**WHAT THE TASK REQUIRES:** Could you copy every record exactly as it appears?

Data excerpts
--*--
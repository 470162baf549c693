use chrono::{DateTime, Duration, Utc};
use std::sync::Mutex;

/// Source of timestamps for `createdAt` / `updatedAt` / `lastModified`.
pub trait Clock: Send + Sync {
    fn now(&self) -> DateTime<Utc>;
}

#[derive(Debug, Default, Clone, Copy)]
pub struct SystemClock;

impl Clock for SystemClock {
    fn now(&self) -> DateTime<Utc> {
        Utc::now()
    }
}

/// Clock that only moves when told to. Used by tests that need exact timestamps.
pub struct ManualClock {
    current: Mutex<DateTime<Utc>>,
}

impl ManualClock {
    pub fn new(start: DateTime<Utc>) -> Self {
        Self {
            current: Mutex::new(start),
        }
    }

    pub fn set(&self, at: DateTime<Utc>) {
        let mut current = self.current.lock().unwrap_or_else(|e| e.into_inner());
        *current = at;
    }

    pub fn advance(&self, by: Duration) {
        let mut current = self.current.lock().unwrap_or_else(|e| e.into_inner());
        *current += by;
    }
}

impl Clock for ManualClock {
    fn now(&self) -> DateTime<Utc> {
        *self.current.lock().unwrap_or_else(|e| e.into_inner())
    }
}

/// Next mutation timestamp: `now`, unless the clock has not moved past `prior`,
/// in which case one microsecond after `prior`.
pub fn next_timestamp(prior: DateTime<Utc>, now: DateTime<Utc>) -> DateTime<Utc> {
    if now > prior {
        now
    } else {
        prior + Duration::microseconds(1)
    }
}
--*--
**RESULT OF THE TASK:**
repository 470162baf549c693
use chrono::{DateTime, Duration, Utc};
use std::sync::Mutex;

/// Source of timestamps for `createdAt` / `updatedAt` / `lastModified`.
pub trait Clock: Send + Sync {
    fn now(&self) -> DateTime<Utc>;
}

#[derive(Debug, Default, Clone, Copy)]
pub struct SystemClock;

impl Clock for SystemClock {
    fn now(&self) -> DateTime<Utc> {
        Utc::now()
    }
}

/// Clock that only moves when told to. Used by tests that need exact timestamps.
pub struct ManualClock {
    current: Mutex<DateTime<Utc>>,
}

impl ManualClock {
    pub fn new(start: DateTime<Utc>) -> Self {
        Self {
            current: Mutex::new(start),
        }
    }

    pub fn set(&self, at: DateTime<Utc>) {
        let mut current = self.current.lock().unwrap_or_else(|e| e.into_inner());
        *current = at;
    }

    pub fn advance(&self, by: Duration) {
        let mut current = self.current.lock().unwrap_or_else(|e| e.into_inner());
        *current += by;
    }
}

impl Clock for ManualClock {
    fn now(&self) -> DateTime<Utc> {
        *self.current.lock().unwrap_or_else(|e| e.into_inner())
    }
}

/// Next mutation timestamp: `now`, unless the clock has not moved past `prior`,
/// in which case one microsecond after `prior`.
pub fn next_timestamp(prior: DateTime<Utc>, now: DateTime<Utc>) -> DateTime<Utc> {
    if now > prior {
        now
    } else {
        prior + Duration::microseconds(1)
    }
}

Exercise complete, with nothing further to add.